*Stored data entries*
- - - -

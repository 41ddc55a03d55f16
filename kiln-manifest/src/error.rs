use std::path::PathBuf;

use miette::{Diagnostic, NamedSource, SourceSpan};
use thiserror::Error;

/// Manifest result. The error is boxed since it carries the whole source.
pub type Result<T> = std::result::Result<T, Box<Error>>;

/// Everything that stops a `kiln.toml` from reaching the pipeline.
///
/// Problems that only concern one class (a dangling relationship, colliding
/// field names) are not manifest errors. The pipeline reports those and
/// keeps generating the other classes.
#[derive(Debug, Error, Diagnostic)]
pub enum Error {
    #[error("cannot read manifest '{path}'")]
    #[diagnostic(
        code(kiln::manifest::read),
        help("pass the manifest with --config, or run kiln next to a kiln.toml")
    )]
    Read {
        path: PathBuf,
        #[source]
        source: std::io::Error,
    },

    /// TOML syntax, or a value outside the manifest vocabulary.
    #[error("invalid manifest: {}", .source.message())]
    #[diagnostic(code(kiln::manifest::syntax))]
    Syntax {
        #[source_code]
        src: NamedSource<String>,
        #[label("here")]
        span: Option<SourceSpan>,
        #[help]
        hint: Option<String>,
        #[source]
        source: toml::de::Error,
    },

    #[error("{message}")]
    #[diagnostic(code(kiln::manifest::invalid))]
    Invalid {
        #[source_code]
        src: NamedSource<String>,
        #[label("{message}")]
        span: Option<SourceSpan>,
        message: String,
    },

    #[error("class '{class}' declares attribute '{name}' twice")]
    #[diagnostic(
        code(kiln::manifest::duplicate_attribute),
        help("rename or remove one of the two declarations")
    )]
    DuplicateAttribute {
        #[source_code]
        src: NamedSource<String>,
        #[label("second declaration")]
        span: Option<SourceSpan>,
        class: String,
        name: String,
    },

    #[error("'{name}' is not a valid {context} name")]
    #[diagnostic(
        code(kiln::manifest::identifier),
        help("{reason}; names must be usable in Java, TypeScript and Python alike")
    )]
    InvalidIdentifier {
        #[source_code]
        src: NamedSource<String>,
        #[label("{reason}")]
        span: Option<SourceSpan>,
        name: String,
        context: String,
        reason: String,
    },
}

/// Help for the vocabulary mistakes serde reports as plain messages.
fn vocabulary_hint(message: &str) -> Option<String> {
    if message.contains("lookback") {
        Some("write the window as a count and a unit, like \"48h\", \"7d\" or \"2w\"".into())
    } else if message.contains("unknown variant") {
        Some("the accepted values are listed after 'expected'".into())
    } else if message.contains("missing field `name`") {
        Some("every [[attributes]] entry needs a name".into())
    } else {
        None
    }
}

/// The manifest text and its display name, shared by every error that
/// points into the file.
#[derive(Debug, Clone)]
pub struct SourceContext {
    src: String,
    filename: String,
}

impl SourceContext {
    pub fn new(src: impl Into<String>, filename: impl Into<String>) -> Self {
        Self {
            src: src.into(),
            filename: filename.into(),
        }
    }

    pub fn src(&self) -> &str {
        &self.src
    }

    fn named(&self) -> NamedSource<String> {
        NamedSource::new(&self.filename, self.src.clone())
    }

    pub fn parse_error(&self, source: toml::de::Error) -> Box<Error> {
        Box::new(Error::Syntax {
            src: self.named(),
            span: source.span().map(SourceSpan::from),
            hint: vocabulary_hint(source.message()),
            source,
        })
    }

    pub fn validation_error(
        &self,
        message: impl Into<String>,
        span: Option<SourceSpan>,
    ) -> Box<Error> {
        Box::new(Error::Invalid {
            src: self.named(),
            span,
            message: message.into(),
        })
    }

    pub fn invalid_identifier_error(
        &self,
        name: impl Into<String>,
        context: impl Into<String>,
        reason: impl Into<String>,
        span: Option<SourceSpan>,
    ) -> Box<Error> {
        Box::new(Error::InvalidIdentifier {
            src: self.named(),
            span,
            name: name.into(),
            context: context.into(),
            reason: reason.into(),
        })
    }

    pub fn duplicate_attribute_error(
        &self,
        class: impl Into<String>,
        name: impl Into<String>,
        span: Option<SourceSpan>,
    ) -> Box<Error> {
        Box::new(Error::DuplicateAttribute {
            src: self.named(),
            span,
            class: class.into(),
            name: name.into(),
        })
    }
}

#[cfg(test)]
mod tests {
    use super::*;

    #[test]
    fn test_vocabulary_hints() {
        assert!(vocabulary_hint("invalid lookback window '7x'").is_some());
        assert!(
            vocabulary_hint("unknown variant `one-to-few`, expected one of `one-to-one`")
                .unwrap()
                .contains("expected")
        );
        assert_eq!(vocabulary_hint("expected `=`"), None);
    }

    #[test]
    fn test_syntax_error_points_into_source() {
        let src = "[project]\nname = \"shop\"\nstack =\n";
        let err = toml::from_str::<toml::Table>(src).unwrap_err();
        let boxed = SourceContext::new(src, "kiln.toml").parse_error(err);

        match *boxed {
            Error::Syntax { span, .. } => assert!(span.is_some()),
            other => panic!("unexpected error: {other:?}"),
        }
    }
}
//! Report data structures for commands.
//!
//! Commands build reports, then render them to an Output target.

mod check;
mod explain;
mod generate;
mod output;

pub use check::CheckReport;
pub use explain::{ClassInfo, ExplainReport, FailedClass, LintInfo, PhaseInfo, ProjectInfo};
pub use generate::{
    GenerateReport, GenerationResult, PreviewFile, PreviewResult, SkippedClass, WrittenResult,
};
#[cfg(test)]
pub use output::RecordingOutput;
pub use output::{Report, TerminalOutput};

- - - -

Restate every entry exactly. Leave nothing out.

*EXERCISE ANSWER*
repository 41ddc55a03d55f16
filename kiln-manifest/src/error.rs
use std::path::PathBuf;

use miette::{Diagnostic, NamedSource, SourceSpan};
use thiserror::Error;

/// Manifest result. The error is boxed since it carries the whole source.
pub type Result<T> = std::result::Result<T, Box<Error>>;

/// Everything that stops a `kiln.toml` from reaching the pipeline.
///
/// Problems that only concern one class (a dangling relationship, colliding
/// field names) are not manifest errors. The pipeline reports those and
/// keeps generating the other classes.
#[derive(Debug, Error, Diagnostic)]
pub enum Error {
    #[error("cannot read manifest '{path}'")]
    #[diagnostic(
        code(kiln::manifest::read),
        help("pass the manifest with --config, or run kiln next to a kiln.toml")
    )]
    Read {
        path: PathBuf,
        #[source]
        source: std::io::Error,
    },

    /// TOML syntax, or a value outside the manifest vocabulary.
    #[error("invalid manifest: {}", .source.message())]
    #[diagnostic(code(kiln::manifest::syntax))]
    Syntax {
        #[source_code]
        src: NamedSource<String>,
        #[label("here")]
        span: Option<SourceSpan>,
        #[help]
        hint: Option<String>,
        #[source]
        source: toml::de::Error,
    },

    #[error("{message}")]
    #[diagnostic(code(kiln::manifest::invalid))]
    Invalid {
        #[source_code]
        src: NamedSource<String>,
        #[label("{message}")]
        span: Option<SourceSpan>,
        message: String,
    },

    #[error("class '{class}' declares attribute '{name}' twice")]
    #[diagnostic(
        code(kiln::manifest::duplicate_attribute),
        help("rename or remove one of the two declarations")
    )]
    DuplicateAttribute {
        #[source_code]
        src: NamedSource<String>,
        #[label("second declaration")]
        span: Option<SourceSpan>,
        class: String,
        name: String,
    },

    #[error("'{name}' is not a valid {context} name")]
    #[diagnostic(
        code(kiln::manifest::identifier),
        help("{reason}; names must be usable in Java, TypeScript and Python alike")
    )]
    InvalidIdentifier {
        #[source_code]
        src: NamedSource<String>,
        #[label("{reason}")]
        span: Option<SourceSpan>,
        name: String,
        context: String,
        reason: String,
    },
}

/// Help for the vocabulary mistakes serde reports as plain messages.
fn vocabulary_hint(message: &str) -> Option<String> {
    if message.contains("lookback") {
        Some("write the window as a count and a unit, like \"48h\", \"7d\" or \"2w\"".into())
    } else if message.contains("unknown variant") {
        Some("the accepted values are listed after 'expected'".into())
    } else if message.contains("missing field `name`") {
        Some("every [[attributes]] entry needs a name".into())
    } else {
        None
    }
}

/// The manifest text and its display name, shared by every error that
/// points into the file.
#[derive(Debug, Clone)]
pub struct SourceContext {
    src: String,
    filename: String,
}

impl SourceContext {
    pub fn new(src: impl Into<String>, filename: impl Into<String>) -> Self {
        Self {
            src: src.into(),
            filename: filename.into(),
        }
    }

    pub fn src(&self) -> &str {
        &self.src
    }

    fn named(&self) -> NamedSource<String> {
        NamedSource::new(&self.filename, self.src.clone())
    }

    pub fn parse_error(&self, source: toml::de::Error) -> Box<Error> {
        Box::new(Error::Syntax {
            src: self.named(),
            span: source.span().map(SourceSpan::from),
            hint: vocabulary_hint(source.message()),
            source,
        })
    }

    pub fn validation_error(
        &self,
        message: impl Into<String>,
        span: Option<SourceSpan>,
    ) -> Box<Error> {
        Box::new(Error::Invalid {
            src: self.named(),
            span,
            message: message.into(),
        })
    }

    pub fn invalid_identifier_error(
        &self,
        name: impl Into<String>,
        context: impl Into<String>,
        reason: impl Into<String>,
        span: Option<SourceSpan>,
    ) -> Box<Error> {
        Box::new(Error::InvalidIdentifier {
            src: self.named(),
            span,
            name: name.into(),
            context: context.into(),
            reason: reason.into(),
        })
    }

    pub fn duplicate_attribute_error(
        &self,
        class: impl Into<String>,
        name: impl Into<String>,
        span: Option<SourceSpan>,
    ) -> Box<Error> {
        Box::new(Error::DuplicateAttribute {
            src: self.named(),
            span,
            class: class.into(),
            name: name.into(),
        })
    }
}

#[cfg(test)]
mod tests {
    use super::*;

    #[test]
    fn test_vocabulary_hints() {
        assert!(vocabulary_hint("invalid lookback window '7x'").is_some());
        assert!(
            vocabulary_hint("unknown variant `one-to-few`, expected one of `one-to-one`")
                .unwrap()
                .contains("expected")
        );
        assert_eq!(vocabulary_hint("expected `=`"), None);
    }

    #[test]
    fn test_syntax_error_points_into_source() {
        let src = "[project]\nname = \"shop\"\nstack =\n";
        let err = toml::from_str::<toml::Table>(src).unwrap_err();
        let boxed = SourceContext::new(src, "kiln.toml").parse_error(err);

        match *boxed {
            Error::Syntax { span, .. } => assert!(span.is_some()),
            other => panic!("unexpected error: {other:?}"),
        }
    }
}
//! Report data structures for commands.
//!
//! Commands build reports, then render them to an Output target.

mod check;
mod explain;
mod generate;
mod output;

pub use check::CheckReport;
pub use explain::{ClassInfo, ExplainReport, FailedClass, LintInfo, PhaseInfo, ProjectInfo};
pub use generate::{
    GenerateReport, GenerationResult, PreviewFile, PreviewResult, SkippedClass, WrittenResult,
};
#[cfg(test)]
pub use output::RecordingOutput;
pub use output::{Report, TerminalOutput};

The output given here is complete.